[DATA EXCERPTS]
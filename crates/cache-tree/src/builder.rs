//! Tree to cache compilation.

use crate::node::{CacheNode, CompositeNode};

/// Iterator over the children of a source node.
pub type Children<'a, N> = Box<dyn Iterator<Item = &'a N> + 'a>;

/// Hooks describing how a source tree maps onto a cache.
///
/// Every hook receives the composite node created for the visited source
/// node by [`CacheSource::composite`], or `None` when the node is not
/// dynamic. Hook errors are propagated by [`CacheBuilder::build`] untouched.
pub trait CacheSource {
    /// The source tree node type.
    type Node;
    /// The payload stored in composite cache nodes.
    type Payload;
    /// The error raised by hooks.
    type Error;

    /// Create the synthetic top container of the cache.
    fn new_root(&self, root: &Self::Node) -> Result<CompositeNode<Self::Payload>, Self::Error>;

    /// Return a new composite node if `node` is dynamic.
    fn composite(
        &self,
        node: &Self::Node,
    ) -> Result<Option<CompositeNode<Self::Payload>>, Self::Error>;

    /// Text emitted before the children of `node`.
    fn text_prefix(
        &self,
        node: &Self::Node,
        composite: Option<&CompositeNode<Self::Payload>>,
    ) -> Result<Option<String>, Self::Error>;

    /// Text emitted after the children of `node`.
    fn text_suffix(
        &self,
        node: &Self::Node,
        composite: Option<&CompositeNode<Self::Payload>>,
    ) -> Result<Option<String>, Self::Error>;

    /// Children of `node` to descend into, `None` for leaves.
    fn children<'a>(
        &self,
        node: &'a Self::Node,
        composite: Option<&CompositeNode<Self::Payload>>,
    ) -> Option<Children<'a, Self::Node>>;
}

/// Compiles source trees into caches.
///
/// The builder holds no per-build state, so one builder can compile any
/// number of trees.
#[derive(Debug, Clone, Default)]
pub struct CacheBuilder<S> {
    source: S,
}

impl<S: CacheSource> CacheBuilder<S> {
    /// Create a builder over the given hooks.
    pub fn new(source: S) -> Self {
        Self { source }
    }

    /// Get the hooks.
    pub fn source(&self) -> &S {
        &self.source
    }

    /// Get the hooks mutably.
    pub fn source_mut(&mut self) -> &mut S {
        &mut self.source
    }

    /// Compile `root` into a cache.
    pub fn build(&self, root: &S::Node) -> Result<CompositeNode<S::Payload>, S::Error> {
        let mut state = BuildState {
            text: String::new(),
            stack: vec![self.source.new_root(root)?],
        };
        self.visit(root, &mut state)?;
        state.flush();
        debug_assert_eq!(state.stack.len(), 1, "unbalanced cache stack");
        Ok(state.stack.swap_remove(0))
    }

    /// Depth-first visit of one source node.
    fn visit(&self, node: &S::Node, state: &mut BuildState<S::Payload>) -> Result<(), S::Error> {
        let composite = self.source.composite(node)?;
        if let Some(prefix) = self.source.text_prefix(node, composite.as_ref())? {
            state.text.push_str(&prefix);
        }

        let dynamic = composite.is_some();
        if let Some(composite) = composite {
            state.flush();
            state.stack.push(composite);
        }

        let current = if dynamic { state.stack.last() } else { None };
        if let Some(children) = self.source.children(node, current) {
            for child in children {
                self.visit(child, state)?;
            }
        }

        let current = if dynamic { state.stack.last() } else { None };
        if let Some(suffix) = self.source.text_suffix(node, current)? {
            state.text.push_str(&suffix);
        }

        if dynamic {
            state.flush();
            if let Some(done) = state.stack.pop() {
                state.top().push(CacheNode::Composite(done));
            }
        }
        Ok(())
    }
}

/// Mutable state of a single build.
struct BuildState<P> {
    /// Text accumulated since the last flush.
    text: String,
    /// Open composite nodes; the first one is the cache root.
    stack: Vec<CompositeNode<P>>,
}

impl<P> BuildState<P> {
    /// The composite receiving new children.
    fn top(&mut self) -> &mut CompositeNode<P> {
        let last = self.stack.len() - 1;
        &mut self.stack[last]
    }

    /// Move accumulated text into the current composite.
    fn flush(&mut self) {
        if self.text.is_empty() {
            return;
        }
        let text = std::mem::take(&mut self.text);
        self.top().push_text(&text);
    }
}
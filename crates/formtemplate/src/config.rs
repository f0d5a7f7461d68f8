//! Configuration loading.

use crate::cli::{Args, OutputFormat};
use indexmap::IndexMap;
use miette::{Context, IntoDiagnostic, Result};
use serde::Deserialize;
use std::path::{Path, PathBuf};

/// Name of the configuration file looked up in the working directory.
pub const CONFIG_FILE: &str = "formtemplate.json";

/// Settings read from the configuration file.
#[derive(Debug, Clone, Default, PartialEq, Eq, Deserialize)]
#[serde(default, deny_unknown_fields)]
pub struct FileConfig {
    pub messages: Option<PathBuf>,
    pub template: Option<String>,
    pub output: Option<OutputFormat>,
    pub values: IndexMap<String, String>,
}

impl FileConfig {
    /// Read a configuration file.
    pub fn read(path: &Path) -> Result<Self> {
        let text = std::fs::read_to_string(path)
            .into_diagnostic()
            .wrap_err_with(|| format!("Failed to read {}", path.display()))?;
        serde_json::from_str(&text)
            .into_diagnostic()
            .wrap_err_with(|| format!("Invalid configuration in {}", path.display()))
    }
}

/// Effective settings; command-line flags win over the file.
#[derive(Debug, Clone, PartialEq, Eq)]
pub struct Config {
    pub templates: PathBuf,
    pub messages: Option<PathBuf>,
    pub template: Option<String>,
    pub output: OutputFormat,
    pub values: Vec<(String, String)>,
    pub list: bool,
}

impl Config {
    /// Load the configuration file, if any, and merge the arguments.
    pub fn load(args: &Args) -> Result<Self> {
        let file = match &args.config {
            Some(path) => FileConfig::read(path)?,
            None if Path::new(CONFIG_FILE).is_file() => FileConfig::read(Path::new(CONFIG_FILE))?,
            None => FileConfig::default(),
        };
        Ok(Self::merge(args, file))
    }

    fn merge(args: &Args, file: FileConfig) -> Self {
        let mut values: Vec<(String, String)> = file.values.into_iter().collect();
        values.extend(args.values.iter().cloned());
        Self {
            templates: args.templates.clone(),
            messages: args.messages.clone().or(file.messages),
            template: args.template.clone().or(file.template),
            output: args.output.or(file.output).unwrap_or_default(),
            values,
            list: args.list,
        }
    }
}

[TASK BRIEF]
Retype every line above with nothing changed.

[FINAL ANSWER]
filename crates/cache-tree/src/builder.rs
//! Tree to cache compilation.

use crate::node::{CacheNode, CompositeNode};

/// Iterator over the children of a source node.
pub type Children<'a, N> = Box<dyn Iterator<Item = &'a N> + 'a>;

/// Hooks describing how a source tree maps onto a cache.
///
/// Every hook receives the composite node created for the visited source
/// node by [`CacheSource::composite`], or `None` when the node is not
/// dynamic. Hook errors are propagated by [`CacheBuilder::build`] untouched.
pub trait CacheSource {
    /// The source tree node type.
    type Node;
    /// The payload stored in composite cache nodes.
    type Payload;
    /// The error raised by hooks.
    type Error;

    /// Create the synthetic top container of the cache.
    fn new_root(&self, root: &Self::Node) -> Result<CompositeNode<Self::Payload>, Self::Error>;

    /// Return a new composite node if `node` is dynamic.
    fn composite(
        &self,
        node: &Self::Node,
    ) -> Result<Option<CompositeNode<Self::Payload>>, Self::Error>;

    /// Text emitted before the children of `node`.
    fn text_prefix(
        &self,
        node: &Self::Node,
        composite: Option<&CompositeNode<Self::Payload>>,
    ) -> Result<Option<String>, Self::Error>;

    /// Text emitted after the children of `node`.
    fn text_suffix(
        &self,
        node: &Self::Node,
        composite: Option<&CompositeNode<Self::Payload>>,
    ) -> Result<Option<String>, Self::Error>;

    /// Children of `node` to descend into, `None` for leaves.
    fn children<'a>(
        &self,
        node: &'a Self::Node,
        composite: Option<&CompositeNode<Self::Payload>>,
    ) -> Option<Children<'a, Self::Node>>;
}

/// Compiles source trees into caches.
///
/// The builder holds no per-build state, so one builder can compile any
/// number of trees.
#[derive(Debug, Clone, Default)]
pub struct CacheBuilder<S> {
    source: S,
}

impl<S: CacheSource> CacheBuilder<S> {
    /// Create a builder over the given hooks.
    pub fn new(source: S) -> Self {
        Self { source }
    }

    /// Get the hooks.
    pub fn source(&self) -> &S {
        &self.source
    }

    /// Get the hooks mutably.
    pub fn source_mut(&mut self) -> &mut S {
        &mut self.source
    }

    /// Compile `root` into a cache.
    pub fn build(&self, root: &S::Node) -> Result<CompositeNode<S::Payload>, S::Error> {
        let mut state = BuildState {
            text: String::new(),
            stack: vec![self.source.new_root(root)?],
        };
        self.visit(root, &mut state)?;
        state.flush();
        debug_assert_eq!(state.stack.len(), 1, "unbalanced cache stack");
        Ok(state.stack.swap_remove(0))
    }

    /// Depth-first visit of one source node.
    fn visit(&self, node: &S::Node, state: &mut BuildState<S::Payload>) -> Result<(), S::Error> {
        let composite = self.source.composite(node)?;
        if let Some(prefix) = self.source.text_prefix(node, composite.as_ref())? {
            state.text.push_str(&prefix);
        }

        let dynamic = composite.is_some();
        if let Some(composite) = composite {
            state.flush();
            state.stack.push(composite);
        }

        let current = if dynamic { state.stack.last() } else { None };
        if let Some(children) = self.source.children(node, current) {
            for child in children {
                self.visit(child, state)?;
            }
        }

        let current = if dynamic { state.stack.last() } else { None };
        if let Some(suffix) = self.source.text_suffix(node, current)? {
            state.text.push_str(&suffix);
        }

        if dynamic {
            state.flush();
            if let Some(done) = state.stack.pop() {
                state.top().push(CacheNode::Composite(done));
            }
        }
        Ok(())
    }
}

/// Mutable state of a single build.
struct BuildState<P> {
    /// Text accumulated since the last flush.
    text: String,
    /// Open composite nodes; the first one is the cache root.
    stack: Vec<CompositeNode<P>>,
}

impl<P> BuildState<P> {
    /// The composite receiving new children.
    fn top(&mut self) -> &mut CompositeNode<P> {
        let last = self.stack.len() - 1;
        &mut self.stack[last]
    }

    /// Move accumulated text into the current composite.
    fn flush(&mut self) {
        if self.text.is_empty() {
            return;
        }
        let text = std::mem::take(&mut self.text);
        self.top().push_text(&text);
    }
}
filename crates/formtemplate/src/config.rs
repository f0d5a7f7461d68f8
//! Configuration loading.

use crate::cli::{Args, OutputFormat};
use indexmap::IndexMap;
use miette::{Context, IntoDiagnostic, Result};
use serde::Deserialize;
use std::path::{Path, PathBuf};

/// Name of the configuration file looked up in the working directory.
pub const CONFIG_FILE: &str = "formtemplate.json";

/// Settings read from the configuration file.
#[derive(Debug, Clone, Default, PartialEq, Eq, Deserialize)]
#[serde(default, deny_unknown_fields)]
pub struct FileConfig {
    pub messages: Option<PathBuf>,
    pub template: Option<String>,
    pub output: Option<OutputFormat>,
    pub values: IndexMap<String, String>,
}

impl FileConfig {
    /// Read a configuration file.
    pub fn read(path: &Path) -> Result<Self> {
        let text = std::fs::read_to_string(path)
            .into_diagnostic()
            .wrap_err_with(|| format!("Failed to read {}", path.display()))?;
        serde_json::from_str(&text)
            .into_diagnostic()
            .wrap_err_with(|| format!("Invalid configuration in {}", path.display()))
    }
}

/// Effective settings; command-line flags win over the file.
#[derive(Debug, Clone, PartialEq, Eq)]
pub struct Config {
    pub templates: PathBuf,
    pub messages: Option<PathBuf>,
    pub template: Option<String>,
    pub output: OutputFormat,
    pub values: Vec<(String, String)>,
    pub list: bool,
}

impl Config {
    /// Load the configuration file, if any, and merge the arguments.
    pub fn load(args: &Args) -> Result<Self> {
        let file = match &args.config {
            Some(path) => FileConfig::read(path)?,
            None if Path::new(CONFIG_FILE).is_file() => FileConfig::read(Path::new(CONFIG_FILE))?,
            None => FileConfig::default(),
        };
        Ok(Self::merge(args, file))
    }

    fn merge(args: &Args, file: FileConfig) -> Self {
        let mut values: Vec<(String, String)> = file.values.into_iter().collect();
        values.extend(args.values.iter().cloned());
        Self {
            templates: args.templates.clone(),
            messages: args.messages.clone().or(file.messages),
            template: args.template.clone().or(file.template),
            output: args.output.or(file.output).unwrap_or_default(),
            values,
            list: args.list,
        }
    }
}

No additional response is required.